Every entry must be repeated exactly in the answer.

(RECORDS SHOWN Opens)

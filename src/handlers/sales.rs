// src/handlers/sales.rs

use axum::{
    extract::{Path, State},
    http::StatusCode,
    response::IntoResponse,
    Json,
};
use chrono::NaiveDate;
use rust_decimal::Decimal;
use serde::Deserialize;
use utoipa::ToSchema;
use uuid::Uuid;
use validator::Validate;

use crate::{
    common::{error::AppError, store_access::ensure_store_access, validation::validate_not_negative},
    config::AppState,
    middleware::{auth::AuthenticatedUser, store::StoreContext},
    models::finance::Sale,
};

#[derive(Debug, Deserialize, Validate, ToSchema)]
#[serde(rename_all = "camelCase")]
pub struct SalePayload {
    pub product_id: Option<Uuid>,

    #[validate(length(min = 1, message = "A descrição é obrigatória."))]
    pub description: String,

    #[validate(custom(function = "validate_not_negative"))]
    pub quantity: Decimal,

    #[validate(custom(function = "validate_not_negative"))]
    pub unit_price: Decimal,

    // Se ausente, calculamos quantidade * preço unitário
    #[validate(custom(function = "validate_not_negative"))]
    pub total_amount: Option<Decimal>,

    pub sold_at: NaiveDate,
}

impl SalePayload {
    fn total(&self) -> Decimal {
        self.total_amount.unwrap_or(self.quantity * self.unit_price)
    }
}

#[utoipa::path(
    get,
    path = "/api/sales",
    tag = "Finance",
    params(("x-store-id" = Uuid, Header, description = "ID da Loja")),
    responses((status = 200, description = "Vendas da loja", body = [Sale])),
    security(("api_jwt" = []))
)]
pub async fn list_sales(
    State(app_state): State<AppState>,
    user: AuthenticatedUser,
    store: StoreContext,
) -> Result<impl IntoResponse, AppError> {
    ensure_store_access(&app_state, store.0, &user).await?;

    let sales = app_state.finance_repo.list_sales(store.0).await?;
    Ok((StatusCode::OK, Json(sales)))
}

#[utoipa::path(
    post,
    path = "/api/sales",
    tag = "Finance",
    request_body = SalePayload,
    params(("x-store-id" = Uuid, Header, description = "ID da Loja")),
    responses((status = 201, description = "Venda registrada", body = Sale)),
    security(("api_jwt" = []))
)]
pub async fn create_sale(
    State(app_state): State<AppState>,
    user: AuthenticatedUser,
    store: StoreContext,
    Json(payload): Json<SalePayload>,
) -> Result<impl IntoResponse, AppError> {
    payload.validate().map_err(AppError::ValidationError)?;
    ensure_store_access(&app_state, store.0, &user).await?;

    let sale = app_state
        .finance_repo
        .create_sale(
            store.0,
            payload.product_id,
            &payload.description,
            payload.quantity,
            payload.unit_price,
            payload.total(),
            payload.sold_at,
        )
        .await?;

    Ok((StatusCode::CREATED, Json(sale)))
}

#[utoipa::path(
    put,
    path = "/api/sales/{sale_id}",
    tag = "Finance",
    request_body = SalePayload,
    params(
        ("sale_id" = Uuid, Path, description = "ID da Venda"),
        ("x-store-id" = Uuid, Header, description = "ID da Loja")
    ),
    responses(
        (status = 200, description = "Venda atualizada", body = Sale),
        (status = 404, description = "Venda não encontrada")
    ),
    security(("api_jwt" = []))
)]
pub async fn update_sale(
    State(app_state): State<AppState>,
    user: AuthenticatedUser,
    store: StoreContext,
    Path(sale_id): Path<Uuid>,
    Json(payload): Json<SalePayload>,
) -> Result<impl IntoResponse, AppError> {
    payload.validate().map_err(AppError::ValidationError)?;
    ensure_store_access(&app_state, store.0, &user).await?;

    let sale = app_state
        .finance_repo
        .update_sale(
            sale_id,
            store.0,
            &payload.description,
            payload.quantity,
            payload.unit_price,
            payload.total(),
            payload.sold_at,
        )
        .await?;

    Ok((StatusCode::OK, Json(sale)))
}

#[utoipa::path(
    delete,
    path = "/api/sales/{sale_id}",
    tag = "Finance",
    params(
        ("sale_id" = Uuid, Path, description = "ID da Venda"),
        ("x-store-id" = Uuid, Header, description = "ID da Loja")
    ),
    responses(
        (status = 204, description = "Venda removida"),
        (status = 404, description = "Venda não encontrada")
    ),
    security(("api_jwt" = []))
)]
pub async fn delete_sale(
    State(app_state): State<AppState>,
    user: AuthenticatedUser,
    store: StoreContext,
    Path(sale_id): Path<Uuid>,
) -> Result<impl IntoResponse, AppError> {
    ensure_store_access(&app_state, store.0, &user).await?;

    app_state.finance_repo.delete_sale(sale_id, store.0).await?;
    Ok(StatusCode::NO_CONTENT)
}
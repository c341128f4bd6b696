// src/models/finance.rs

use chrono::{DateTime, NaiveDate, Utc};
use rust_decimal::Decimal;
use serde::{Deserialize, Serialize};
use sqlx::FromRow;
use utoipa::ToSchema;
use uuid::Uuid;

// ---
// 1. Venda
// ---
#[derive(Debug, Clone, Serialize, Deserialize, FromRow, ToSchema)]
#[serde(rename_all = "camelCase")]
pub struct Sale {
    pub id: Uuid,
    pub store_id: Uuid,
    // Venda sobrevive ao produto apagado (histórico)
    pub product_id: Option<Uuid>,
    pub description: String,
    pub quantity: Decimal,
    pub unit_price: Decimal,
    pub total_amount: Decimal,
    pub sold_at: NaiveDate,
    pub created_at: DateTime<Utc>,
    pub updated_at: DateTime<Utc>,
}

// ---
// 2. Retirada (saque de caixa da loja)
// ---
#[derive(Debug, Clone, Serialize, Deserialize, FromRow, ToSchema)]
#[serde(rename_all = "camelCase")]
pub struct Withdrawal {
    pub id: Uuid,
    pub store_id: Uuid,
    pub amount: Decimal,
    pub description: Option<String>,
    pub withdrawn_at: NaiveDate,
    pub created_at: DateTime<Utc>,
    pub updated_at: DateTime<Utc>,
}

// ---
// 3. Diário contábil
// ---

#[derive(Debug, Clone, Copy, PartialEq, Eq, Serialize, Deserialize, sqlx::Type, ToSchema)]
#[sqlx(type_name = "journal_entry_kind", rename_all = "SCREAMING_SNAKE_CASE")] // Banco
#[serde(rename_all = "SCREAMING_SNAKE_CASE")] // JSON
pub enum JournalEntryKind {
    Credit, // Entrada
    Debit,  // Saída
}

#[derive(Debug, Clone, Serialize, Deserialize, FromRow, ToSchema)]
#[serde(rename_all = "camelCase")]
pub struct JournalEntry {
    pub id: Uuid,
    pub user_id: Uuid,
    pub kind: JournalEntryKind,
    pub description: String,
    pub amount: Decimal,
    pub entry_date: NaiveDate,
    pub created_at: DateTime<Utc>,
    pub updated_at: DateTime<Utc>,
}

(RECORDS SHOWN Closes)

RESULT OF THE EXERCISE:
filename src/handlers/sales.rs
// src/handlers/sales.rs

use axum::{
    extract::{Path, State},
    http::StatusCode,
    response::IntoResponse,
    Json,
};
use chrono::NaiveDate;
use rust_decimal::Decimal;
use serde::Deserialize;
use utoipa::ToSchema;
use uuid::Uuid;
use validator::Validate;

use crate::{
    common::{error::AppError, store_access::ensure_store_access, validation::validate_not_negative},
    config::AppState,
    middleware::{auth::AuthenticatedUser, store::StoreContext},
    models::finance::Sale,
};

#[derive(Debug, Deserialize, Validate, ToSchema)]
#[serde(rename_all = "camelCase")]
pub struct SalePayload {
    pub product_id: Option<Uuid>,

    #[validate(length(min = 1, message = "A descrição é obrigatória."))]
    pub description: String,

    #[validate(custom(function = "validate_not_negative"))]
    pub quantity: Decimal,

    #[validate(custom(function = "validate_not_negative"))]
    pub unit_price: Decimal,

    // Se ausente, calculamos quantidade * preço unitário
    #[validate(custom(function = "validate_not_negative"))]
    pub total_amount: Option<Decimal>,

    pub sold_at: NaiveDate,
}

impl SalePayload {
    fn total(&self) -> Decimal {
        self.total_amount.unwrap_or(self.quantity * self.unit_price)
    }
}

#[utoipa::path(
    get,
    path = "/api/sales",
    tag = "Finance",
    params(("x-store-id" = Uuid, Header, description = "ID da Loja")),
    responses((status = 200, description = "Vendas da loja", body = [Sale])),
    security(("api_jwt" = []))
)]
pub async fn list_sales(
    State(app_state): State<AppState>,
    user: AuthenticatedUser,
    store: StoreContext,
) -> Result<impl IntoResponse, AppError> {
    ensure_store_access(&app_state, store.0, &user).await?;

    let sales = app_state.finance_repo.list_sales(store.0).await?;
    Ok((StatusCode::OK, Json(sales)))
}

#[utoipa::path(
    post,
    path = "/api/sales",
    tag = "Finance",
    request_body = SalePayload,
    params(("x-store-id" = Uuid, Header, description = "ID da Loja")),
    responses((status = 201, description = "Venda registrada", body = Sale)),
    security(("api_jwt" = []))
)]
pub async fn create_sale(
    State(app_state): State<AppState>,
    user: AuthenticatedUser,
    store: StoreContext,
    Json(payload): Json<SalePayload>,
) -> Result<impl IntoResponse, AppError> {
    payload.validate().map_err(AppError::ValidationError)?;
    ensure_store_access(&app_state, store.0, &user).await?;

    let sale = app_state
        .finance_repo
        .create_sale(
            store.0,
            payload.product_id,
            &payload.description,
            payload.quantity,
            payload.unit_price,
            payload.total(),
            payload.sold_at,
        )
        .await?;

    Ok((StatusCode::CREATED, Json(sale)))
}

#[utoipa::path(
    put,
    path = "/api/sales/{sale_id}",
    tag = "Finance",
    request_body = SalePayload,
    params(
        ("sale_id" = Uuid, Path, description = "ID da Venda"),
        ("x-store-id" = Uuid, Header, description = "ID da Loja")
    ),
    responses(
        (status = 200, description = "Venda atualizada", body = Sale),
        (status = 404, description = "Venda não encontrada")
    ),
    security(("api_jwt" = []))
)]
pub async fn update_sale(
    State(app_state): State<AppState>,
    user: AuthenticatedUser,
    store: StoreContext,
    Path(sale_id): Path<Uuid>,
    Json(payload): Json<SalePayload>,
) -> Result<impl IntoResponse, AppError> {
    payload.validate().map_err(AppError::ValidationError)?;
    ensure_store_access(&app_state, store.0, &user).await?;

    let sale = app_state
        .finance_repo
        .update_sale(
            sale_id,
            store.0,
            &payload.description,
            payload.quantity,
            payload.unit_price,
            payload.total(),
            payload.sold_at,
        )
        .await?;

    Ok((StatusCode::OK, Json(sale)))
}

#[utoipa::path(
    delete,
    path = "/api/sales/{sale_id}",
    tag = "Finance",
    params(
        ("sale_id" = Uuid, Path, description = "ID da Venda"),
        ("x-store-id" = Uuid, Header, description = "ID da Loja")
    ),
    responses(
        (status = 204, description = "Venda removida"),
        (status = 404, description = "Venda não encontrada")
    ),
    security(("api_jwt" = []))
)]
pub async fn delete_sale(
    State(app_state): State<AppState>,
    user: AuthenticatedUser,
    store: StoreContext,
    Path(sale_id): Path<Uuid>,
) -> Result<impl IntoResponse, AppError> {
    ensure_store_access(&app_state, store.0, &user).await?;

    app_state.finance_repo.delete_sale(sale_id, store.0).await?;
    Ok(StatusCode::NO_CONTENT)
}
repository c341128f4bd6b696
// src/models/finance.rs

use chrono::{DateTime, NaiveDate, Utc};
use rust_decimal::Decimal;
use serde::{Deserialize, Serialize};
use sqlx::FromRow;
use utoipa::ToSchema;
use uuid::Uuid;

// ---
// 1. Venda
// ---
#[derive(Debug, Clone, Serialize, Deserialize, FromRow, ToSchema)]
#[serde(rename_all = "camelCase")]
pub struct Sale {
    pub id: Uuid,
    pub store_id: Uuid,
    // Venda sobrevive ao produto apagado (histórico)
    pub product_id: Option<Uuid>,
    pub description: String,
    pub quantity: Decimal,
    pub unit_price: Decimal,
    pub total_amount: Decimal,
    pub sold_at: NaiveDate,
    pub created_at: DateTime<Utc>,
    pub updated_at: DateTime<Utc>,
}

// ---
// 2. Retirada (saque de caixa da loja)
// ---
#[derive(Debug, Clone, Serialize, Deserialize, FromRow, ToSchema)]
#[serde(rename_all = "camelCase")]
pub struct Withdrawal {
    pub id: Uuid,
    pub store_id: Uuid,
    pub amount: Decimal,
    pub description: Option<String>,
    pub withdrawn_at: NaiveDate,
    pub created_at: DateTime<Utc>,
    pub updated_at: DateTime<Utc>,
}

// ---
// 3. Diário contábil
// ---

#[derive(Debug, Clone, Copy, PartialEq, Eq, Serialize, Deserialize, sqlx::Type, ToSchema)]
#[sqlx(type_name = "journal_entry_kind", rename_all = "SCREAMING_SNAKE_CASE")] // Banco
#[serde(rename_all = "SCREAMING_SNAKE_CASE")] // JSON
pub enum JournalEntryKind {
    Credit, // Entrada
    Debit,  // Saída
}

#[derive(Debug, Clone, Serialize, Deserialize, FromRow, ToSchema)]
#[serde(rename_all = "camelCase")]
pub struct JournalEntry {
    pub id: Uuid,
    pub user_id: Uuid,
    pub kind: JournalEntryKind,
    pub description: String,
    pub amount: Decimal,
    pub entry_date: NaiveDate,
    pub created_at: DateTime<Utc>,
    pub updated_at: DateTime<Utc>,
}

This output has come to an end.